Va in pensione da precaria. Il Giudice le riconosce gli scatti di anzianità

di Giulia Boffa
ipsef

E' andata in pensione da precaria, lavorando come insegnante dal 1968 al 2011, percependo cioè sempre stipendio base, non essendo riconosciuti ai docenti a tempo determinato gli scatti relativi all'anzianità professionale.

E' andata in pensione da precaria, lavorando come insegnante dal 1968 al 2011, percependo cioè sempre stipendio base, non essendo riconosciuti ai docenti a tempo determinato gli scatti relativi all'anzianità professionale.

Per questo ha presentato ricorso e lo ha vinto: il Giudice del lavoro di Roma ha accolto la tesi del legale Salvatore Russo dell'ANIEF e ha riconosciuto che "il fondamento degli scatti di anzianità va principalmente ravvisato nel miglior apporto lavorativo che deriva dall'esperienza del lavoratore: e tale circostanza ricorre anche nel caso del lavoratore a tempo determinato assunto in forza di reiterati contratti”.
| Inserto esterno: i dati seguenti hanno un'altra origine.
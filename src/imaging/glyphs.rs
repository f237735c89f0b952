//! Embedded 5×7 bitmap glyphs for the placeholder renderer.
//!
//! Keeping the font in the binary means the placeholder never depends on a
//! font file or a text-shaping stack. Coverage is what the placeholder
//! actually draws: uppercase A-Z (callers uppercase first), digits, and the
//! handful of punctuation used by the subtitle and watermark strings.
//! Spanish accented capitals map onto their base letters.

pub const GLYPH_WIDTH: u32 = 5;
pub const GLYPH_HEIGHT: u32 = 7;

/// Rows top to bottom, low 5 bits used, bit 4 is the leftmost pixel.
type Glyph = [u8; 7];

/// Look up the bitmap for a character. `None` for anything uncovered;
/// callers render those as blanks.
pub fn glyph(c: char) -> Option<Glyph> {
    let c = match c {
        'Á' | 'À' | 'Â' | 'Ä' => 'A',
        'É' | 'È' | 'Ê' | 'Ë' => 'E',
        'Í' | 'Ì' | 'Î' | 'Ï' => 'I',
        'Ó' | 'Ò' | 'Ô' | 'Ö' => 'O',
        'Ú' | 'Ù' | 'Û' | 'Ü' => 'U',
        'Ñ' => 'N',
        other => other,
    };

    let rows: Glyph = match c {
        'A' => [0x0E, 0x11, 0x11, 0x1F, 0x11, 0x11, 0x11],
        'B' => [0x1E, 0x11, 0x11, 0x1E, 0x11, 0x11, 0x1E],
        'C' => [0x0E, 0x11, 0x10, 0x10, 0x10, 0x11, 0x0E],
        'D' => [0x1C, 0x12, 0x11, 0x11, 0x11, 0x12, 0x1C],
        'E' => [0x1F, 0x10, 0x10, 0x1E, 0x10, 0x10, 0x1F],
        'F' => [0x1F, 0x10, 0x10, 0x1E, 0x10, 0x10, 0x10],
        'G' => [0x0E, 0x11, 0x10, 0x17, 0x11, 0x11, 0x0F],
        'H' => [0x11, 0x11, 0x11, 0x1F, 0x11, 0x11, 0x11],
        'I' => [0x0E, 0x04, 0x04, 0x04, 0x04, 0x04, 0x0E],
        'J' => [0x07, 0x02, 0x02, 0x02, 0x02, 0x12, 0x0C],
        'K' => [0x11, 0x12, 0x14, 0x18, 0x14, 0x12, 0x11],
        'L' => [0x10, 0x10, 0x10, 0x10, 0x10, 0x10, 0x1F],
        'M' => [0x11, 0x1B, 0x15, 0x15, 0x11, 0x11, 0x11],
        'N' => [0x11, 0x19, 0x15, 0x13, 0x11, 0x11, 0x11],
        'O' => [0x0E, 0x11, 0x11, 0x11, 0x11, 0x11, 0x0E],
        'P' => [0x1E, 0x11, 0x11, 0x1E, 0x10, 0x10, 0x10],
        'Q' => [0x0E, 0x11, 0x11, 0x11, 0x15, 0x12, 0x0D],
        'R' => [0x1E, 0x11, 0x11, 0x1E, 0x14, 0x12, 0x11],
        'S' => [0x0F, 0x10, 0x10, 0x0E, 0x01, 0x01, 0x1E],
        'T' => [0x1F, 0x04, 0x04, 0x04, 0x04, 0x04, 0x04],
        'U' => [0x11, 0x11, 0x11, 0x11, 0x11, 0x11, 0x0E],
        'V' => [0x11, 0x11, 0x11, 0x11, 0x11, 0x0A, 0x04],
        'W' => [0x11, 0x11, 0x11, 0x15, 0x15, 0x15, 0x0A],
        'X' => [0x11, 0x11, 0x0A, 0x04, 0x0A, 0x11, 0x11],
        'Y' => [0x11, 0x11, 0x0A, 0x04, 0x04, 0x04, 0x04],
        'Z' => [0x1F, 0x01, 0x02, 0x04, 0x08, 0x10, 0x1F],
        '0' => [0x0E, 0x11, 0x13, 0x15, 0x19, 0x11, 0x0E],
        '1' => [0x04, 0x0C, 0x04, 0x04, 0x04, 0x04, 0x0E],
        '2' => [0x0E, 0x11, 0x01, 0x02, 0x04, 0x08, 0x1F],
        '3' => [0x1F, 0x02, 0x04, 0x02, 0x01, 0x11, 0x0E],
        '4' => [0x02, 0x06, 0x0A, 0x12, 0x1F, 0x02, 0x02],
        '5' => [0x1F, 0x10, 0x1E, 0x01, 0x01, 0x11, 0x0E],
        '6' => [0x06, 0x08, 0x10, 0x1E, 0x11, 0x11, 0x0E],
        '7' => [0x1F, 0x01, 0x02, 0x04, 0x08, 0x08, 0x08],
        '8' => [0x0E, 0x11, 0x11, 0x0E, 0x11, 0x11, 0x0E],
        '9' => [0x0E, 0x11, 0x11, 0x0F, 0x01, 0x02, 0x0C],
        ' ' => [0x00; 7],
        '-' => [0x00, 0x00, 0x00, 0x0E, 0x00, 0x00, 0x00],
        '.' => [0x00, 0x00, 0x00, 0x00, 0x00, 0x0C, 0x0C],
        ',' => [0x00, 0x00, 0x00, 0x00, 0x0C, 0x04, 0x08],
        ':' => [0x00, 0x0C, 0x0C, 0x00, 0x0C, 0x0C, 0x00],
        '•' => [0x00, 0x00, 0x0E, 0x0E, 0x0E, 0x00, 0x00],
        _ => return None,
    };
    Some(rows)
}

#[cfg(test)]
mod tests {
    use super::*;

    #[test]
    fn full_ascii_coverage() {
        for c in ('A'..='Z').chain('0'..='9') {
            assert!(glyph(c).is_some(), "missing glyph for {c}");
        }
        for c in [' ', '-', '.', ',', ':', '•'] {
            assert!(glyph(c).is_some(), "missing glyph for {c:?}");
        }
    }

    #[test]
    fn accents_map_to_base_letters() {
        assert_eq!(glyph('Á'), glyph('A'));
        assert_eq!(glyph('É'), glyph('E'));
        assert_eq!(glyph('Ñ'), glyph('N'));
        assert_eq!(glyph('Ü'), glyph('U'));
    }

    #[test]
    fn uncovered_chars_are_none() {
        assert!(glyph('€').is_none());
        assert!(glyph('a').is_none());
    }

    #[test]
    fn rows_fit_five_columns() {
        for c in ('A'..='Z').chain('0'..='9') {
            for row in glyph(c).unwrap() {
                assert_eq!(row & !0x1F, 0, "glyph {c} overflows 5 columns");
            }
        }
    }
}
La docente precaria ormai in pensione ha diritto alla “medesima progressione stipendiale spettante ai docenti di ruolo” ha condannato il ministero dell'Istruzione a “corrisponderle le differenze retributive così dovute, oltre interessi legali dal dì del dovuto fino al saldo”, con condanna anche al pagamento delle spese di giudizio.

“È una sentenza esemplare – commenta il Presidente Nazionale ANIEF Marcello Pacifico – che farà storia e rende giustizia al lavoro dei precari della scuola. L'ANIEF è il solo sindacato che da sempre si è opposto a qualunque forma di discriminazione o abuso nei confronti dei lavoratori della scuola e, se anche il MIUR fa ‘orecchie da mercante’, i tribunali ci danno ragione”.

“Da quando esiste la Direttiva Comunitaria 1999/70/CE – conclude il Presidente Pacifico – questo abuso nella retribuzione dei precari non è più possibile: la Direttiva esclude in generale ed in termini chiarissimi qualsiasi disparità di trattamento nei confronti dei lavoratori a tempo determinato per quanto riguarda le condizioni di impiego e la Corte di Giustizia dell'Unione Europea, interpellata sul punto, ha già chiarito che questo riguarda anche la retribuzione e il suo contenuto è sufficientemente preciso da essere applicato dal giudice nazionale disapplicando normativa interna o accordi contrattuali con essa contrastanti”.